Client-Side Performance Testing Tools
We have many Client-side Performance testing tools available in the market. When we are ready with the client-side performance testing strategy, scope and plan we can execute our tests but we still need to choose which tools we will use. The simplest tools that we use in our daily work are Chrome Developer tools. We can use these for client-side performance tests but this will mostly be manual work.
Google PageSpeed
To automate tests we can use Pagespeed also developed by Google. It is an automated scanner that analyzes an application and gives us a grade and helpful tips on how to improve the performance of the tested application.
WebPageTest.org
We also use and recommend WebPageTest which speeds up the execution time of tests. Or, Automated Scanner provides grades from scanning the application but also provides information such as speed index, total load time or time to first byte
Dynatrace
Dynatrace is a powerful tool for profiling page load. It records all activities which occur during the load and gives comprehensive reports. The collected data includes information about all subrequests, information on internal timings values (full page loading, DOM model loading, rendering of the page and so on), the execution time for each JS-function and much more. Talking about drawbacks, the tool works only with IE browsers as it operates via a plugin and works only in the Windows environment. Despite this minor inconvenience, I think this tool is a “must-have” for every web developer.
Browser Plugin’s
Everyone knows FireBug for the FireFox browser. But not everyone uses it for performance testing purposes. The “Net” tab within the plugin provides the ability to analyze the statistic of each activity taking place within the browser. Adding “NetExport” plugin allows to export all recorded data to the HAR format for further investigations.
There are two other similar plugins: PageSpeed from Google and YSlow from Yahoo. Both tools provide reports about the general performance of a page and hints for improvement. Another tool – online service GTmetrix– helps to leverage all the plugins mentioned above. You just enter the URL of a webpage and promptly receive a summary report.

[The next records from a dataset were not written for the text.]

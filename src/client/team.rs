use log::info;
use serde::{Deserialize, Serialize};

use super::core::BuildkiteClient;
use super::graphql::graphql_operation;
use super::ids::org_scoped_slug;
use super::team_member::TeamMemberRole;
use super::types::{null_as_default, string_enum, IdInput, MutationInput};
use crate::error::{BuildkiteError, Result, ResultExt};

string_enum!(
    /// Who can see a team.
    TeamPrivacy {
        Visible => "VISIBLE",
        Secret => "SECRET",
    }
);

impl Default for TeamPrivacy {
    fn default() -> Self {
        Self::Visible
    }
}

#[derive(Debug, Clone, Default, PartialEq, Serialize, Deserialize)]
#[serde(rename_all = "camelCase")]
pub struct Team {
    #[serde(default)]
    pub id: String,
    #[serde(default)]
    pub uuid: String,
    #[serde(default)]
    pub slug: String,
    pub name: String,
    #[serde(default, deserialize_with = "null_as_default")]
    pub description: String,
    pub privacy: TeamPrivacy,
    pub default_member_role: TeamMemberRole,
    #[serde(default)]
    pub is_default_team: bool,
    #[serde(default)]
    pub members_can_create_pipelines: bool,
    #[serde(default, deserialize_with = "null_as_default")]
    pub created_at: String,
}

#[derive(Serialize)]
pub(crate) struct TeamSlugVariables {
    slug: String,
}

#[derive(Deserialize)]
pub(crate) struct GetTeamData {
    team: Option<Team>,
}

graphql_operation!(
    GetTeam,
    r#"
query GetTeam($slug: ID!) {
  team(slug: $slug) {
    id
    uuid
    slug
    name
    description
    privacy
    defaultMemberRole
    isDefaultTeam
    membersCanCreatePipelines
    createdAt
  }
}"#,
    TeamSlugVariables => GetTeamData
);

#[derive(Serialize)]
#[serde(rename_all = "camelCase")]
pub(crate) struct TeamCreateInput {
    #[serde(rename = "organizationID")]
    organization_id: String,
    name: String,
    description: String,
    is_default_team: bool,
    default_member_role: TeamMemberRole,
    members_can_create_pipelines: bool,
    privacy: TeamPrivacy,
}

#[derive(Deserialize)]
pub(crate) struct TeamEdge {
    node: Team,
}

#[derive(Deserialize)]
#[serde(rename_all = "camelCase")]
pub(crate) struct TeamCreatePayload {
    team_edge: TeamEdge,
}

#[derive(Deserialize)]
#[serde(rename_all = "camelCase")]
pub(crate) struct TeamCreateData {
    team_create: Option<TeamCreatePayload>,
}

graphql_operation!(
    TeamCreate,
    r#"
mutation TeamCreate($input: TeamCreateInput!) {
  teamCreate(input: $input) {
    teamEdge {
      node {
        id
        uuid
        slug
        name
        description
        privacy
        defaultMemberRole
        isDefaultTeam
        membersCanCreatePipelines
        createdAt
      }
    }
  }
}"#,
    MutationInput<TeamCreateInput> => TeamCreateData
);

#[derive(Serialize)]
#[serde(rename_all = "camelCase")]
pub(crate) struct TeamUpdateInput {
    id: String,
    name: String,
    description: String,
    is_default_team: bool,
    default_member_role: TeamMemberRole,
    members_can_create_pipelines: bool,
    privacy: TeamPrivacy,
}

#[derive(Deserialize)]
pub(crate) struct TeamUpdatePayload {
    team: Team,
}

#[derive(Deserialize)]
#[serde(rename_all = "camelCase")]
pub(crate) struct TeamUpdateData {
    team_update: Option<TeamUpdatePayload>,
}

graphql_operation!(
    TeamUpdate,
    r#"
mutation TeamUpdate($input: TeamUpdateInput!) {
  teamUpdate(input: $input) {
    team {
      id
      uuid
      slug
      name
      description
      privacy
      defaultMemberRole
      isDefaultTeam
      membersCanCreatePipelines
      createdAt
    }
  }
}"#,
    MutationInput<TeamUpdateInput> => TeamUpdateData
);

#[derive(Deserialize)]
pub(crate) struct TeamDeletePayload {
    #[serde(rename = "deletedTeamID")]
    #[allow(dead_code)]
    deleted_team_id: String,
}

#[derive(Deserialize)]
#[serde(rename_all = "camelCase")]
pub(crate) struct TeamDeleteData {
    team_delete: Option<TeamDeletePayload>,
}

graphql_operation!(
    TeamDelete,
    r#"
mutation TeamDelete($input: TeamDeleteInput!) {
  teamDelete(input: $input) {
    deletedTeamID
  }
}"#,
    MutationInput<IdInput> => TeamDeleteData
);

impl BuildkiteClient {
    /// Fetches a team by slug.
    pub async fn get_team(&self, slug: &str) -> Result<Team> {
        let data = self
            .graphql::<GetTeam>(TeamSlugVariables {
                slug: org_scoped_slug(&self.org_slug, slug),
            })
            .await
            .with_context(|| format!("failed to get team {slug}"))?;

        data.team
            .ok_or_else(|| BuildkiteError::NotFound(format!("team {slug}")))
    }

    /// Creates a team in the client's organization.
    pub async fn create_team(&self, desired: &Team) -> Result<Team> {
        let organization_id = self.organization_id(&self.org_slug).await?;

        let data = self
            .graphql::<TeamCreate>(MutationInput::new(TeamCreateInput {
                organization_id,
                name: desired.name.clone(),
                description: desired.description.clone(),
                is_default_team: desired.is_default_team,
                default_member_role: desired.default_member_role,
                members_can_create_pipelines: desired.members_can_create_pipelines,
                privacy: desired.privacy,
            }))
            .await
            .with_context(|| format!("failed to create team {}", desired.name))?;

        let team = data
            .team_create
            .map(|payload| payload.team_edge.node)
            .ok_or(BuildkiteError::NoResponseData("TeamCreate"))?;

        info!("Created team {} ({})", team.slug, team.id);
        Ok(team)
    }

    /// Updates a team addressed by its node ID.
    pub async fn update_team(&self, desired: &Team) -> Result<Team> {
        let data = self
            .graphql::<TeamUpdate>(MutationInput::new(TeamUpdateInput {
                id: desired.id.clone(),
                name: desired.name.clone(),
                description: desired.description.clone(),
                is_default_team: desired.is_default_team,
                default_member_role: desired.default_member_role,
                members_can_create_pipelines: desired.members_can_create_pipelines,
                privacy: desired.privacy,
            }))
            .await
            .with_context(|| format!("failed to update team {}", desired.slug))?;

        data.team_update
            .map(|payload| payload.team)
            .ok_or(BuildkiteError::NoResponseData("TeamUpdate"))
    }

    /// Deletes a team by node ID.
    pub async fn delete_team(&self, id: &str) -> Result<()> {
        let data = self
            .graphql::<TeamDelete>(MutationInput::new(IdInput::new(id)))
            .await
            .with_context(|| format!("failed to delete team {id}"))?;

        data.team_delete
            .map(|_| ())
            .ok_or(BuildkiteError::NoResponseData("TeamDelete"))
    }
}

#[cfg(test)]
mod tests {
    use super::*;
    use crate::client::core::test_support::{client_for, operation};
    use crate::error::ErrorKind;
    use mockito::Matcher;
    use serde_json::json;

    fn team_json() -> serde_json::Value {
        json!({
            "id": "VGVhbS0tLTFiMmM=",
            "uuid": "1b2c",
            "slug": "platform",
            "name": "Platform",
            "description": null,
            "privacy": "SECRET",
            "defaultMemberRole": "MAINTAINER",
            "isDefaultTeam": false,
            "membersCanCreatePipelines": true,
            "createdAt": "2024-01-01T00:00:00Z"
        })
    }

    fn desired() -> Team {
        Team {
            name: "Platform".into(),
            privacy: TeamPrivacy::Secret,
            default_member_role: TeamMemberRole::Maintainer,
            members_can_create_pipelines: true,
            ..Default::default()
        }
    }

    #[tokio::test]
    async fn test_create_uses_cached_organization_id() {
        let mut server = mockito::Server::new_async().await;
        let org = server
            .mock("POST", "/graphql")
            .match_body(operation("Organization"))
            .with_status(200)
            .with_body(r#"{"data": {"organization": {"id": "org-1"}}}"#)
            .expect(1)
            .create_async()
            .await;
        let create = server
            .mock("POST", "/graphql")
            .match_body(Matcher::AllOf(vec![
                operation("TeamCreate"),
                Matcher::PartialJson(json!({"variables": {"input": {
                    "organizationID": "org-1",
                    "name": "Platform",
                    "privacy": "SECRET",
                    "defaultMemberRole": "MAINTAINER",
                    "membersCanCreatePipelines": true
                }}})),
            ]))
            .with_status(200)
            .with_body(
                json!({"data": {"teamCreate": {"teamEdge": {"node": team_json()}}}}).to_string(),
            )
            .expect(2)
            .create_async()
            .await;

        let client = client_for(&server);
        let first = client.create_team(&desired()).await.unwrap();
        let second = client.create_team(&desired()).await.unwrap();

        assert_eq!(first.slug, "platform");
        assert_eq!(first.description, "");
        assert_eq!(first, second);
        org.assert_async().await;
        create.assert_async().await;
    }

    #[tokio::test]
    async fn test_get_team_round_trips_fields() {
        let mut server = mockito::Server::new_async().await;
        server
            .mock("POST", "/graphql")
            .match_body(Matcher::AllOf(vec![
                operation("GetTeam"),
                Matcher::PartialJson(json!({"variables": {"slug": "acme/platform"}})),
            ]))
            .with_status(200)
            .with_body(json!({"data": {"team": team_json()}}).to_string())
            .create_async()
            .await;

        let client = client_for(&server);
        let team = client.get_team("platform").await.unwrap();

        assert_eq!(team.privacy, TeamPrivacy::Secret);
        assert_eq!(team.default_member_role, TeamMemberRole::Maintainer);
        assert!(team.members_can_create_pipelines);
    }

    #[tokio::test]
    async fn test_update_is_idempotent() {
        let mut server = mockito::Server::new_async().await;
        let update = server
            .mock("POST", "/graphql")
            .match_body(Matcher::AllOf(vec![
                operation("TeamUpdate"),
                Matcher::PartialJson(json!({"variables": {"input": {"id": "VGVhbS0tLTFiMmM="}}})),
            ]))
            .with_status(200)
            .with_body(json!({"data": {"teamUpdate": {"team": team_json()}}}).to_string())
            .expect(2)
            .create_async()
            .await;

        let mut desired = desired();
        desired.id = "VGVhbS0tLTFiMmM=".into();

        let client = client_for(&server);
        let first = client.update_team(&desired).await.unwrap();
        let second = client.update_team(&desired).await.unwrap();

        assert_eq!(first, second);
        update.assert_async().await;
    }

    #[tokio::test]
    async fn test_delete_then_read_is_not_found() {
        let mut server = mockito::Server::new_async().await;
        server
            .mock("POST", "/graphql")
            .match_body(operation("TeamDelete"))
            .with_status(200)
            .with_body(r#"{"data": {"teamDelete": {"deletedTeamID": "VGVhbS0tLTFiMmM="}}}"#)
            .create_async()
            .await;
        server
            .mock("POST", "/graphql")
            .match_body(operation("GetTeam"))
            .with_status(200)
            .with_body(r#"{"data": {"team": null}}"#)
            .create_async()
            .await;

        let client = client_for(&server);
        client.delete_team("VGVhbS0tLTFiMmM=").await.unwrap();
        let err = client.get_team("platform").await.unwrap_err();

        assert_eq!(err.kind(), ErrorKind::NotFound);
    }

    #[tokio::test]
    async fn test_null_mutation_payload_is_not_not_found() {
        let mut server = mockito::Server::new_async().await;
        server
            .mock("POST", "/graphql")
            .with_status(200)
            .with_body(r#"{"data": {"teamDelete": null}}"#)
            .create_async()
            .await;

        let client = client_for(&server);
        let err = client.delete_team("VGVhbS0tLTFiMmM=").await.unwrap_err();

        assert_eq!(err.kind(), ErrorKind::Decode);
    }
}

Important Metrics in Client-Side Performance Testing – What To Measure?
First Reaction – Time to First Byte (TTFB)
Time from the start of the initial navigation until the first byte of the base page is received by the browser (after following redirects)
Content Appears – Time to Start Render
Time from the start of the initial navigation until the first non-white content is painted to the browser display
Page Processing Completed – DOM Content Ready End
The point when the HTML Parser has reached the end of the document which means it has executed any blocking scripts. The CSSOM may not be complete yet
Full Page loaded – Doc Complete Time
The onload event which fires when all of the scripts, css and images defined in the HTML have finished loading (including below the fold content)
Techniques to Improve Client-Side Performance
We need to understand and optimize the following:
1. Architecture and
2. How content gets delivered to the end-user
Conclusion
Customer satisfaction is vital when it comes to your website. Performance testing is useful for checking the usability of your website. Client-side metrics in performance testing are tools that help you in this context.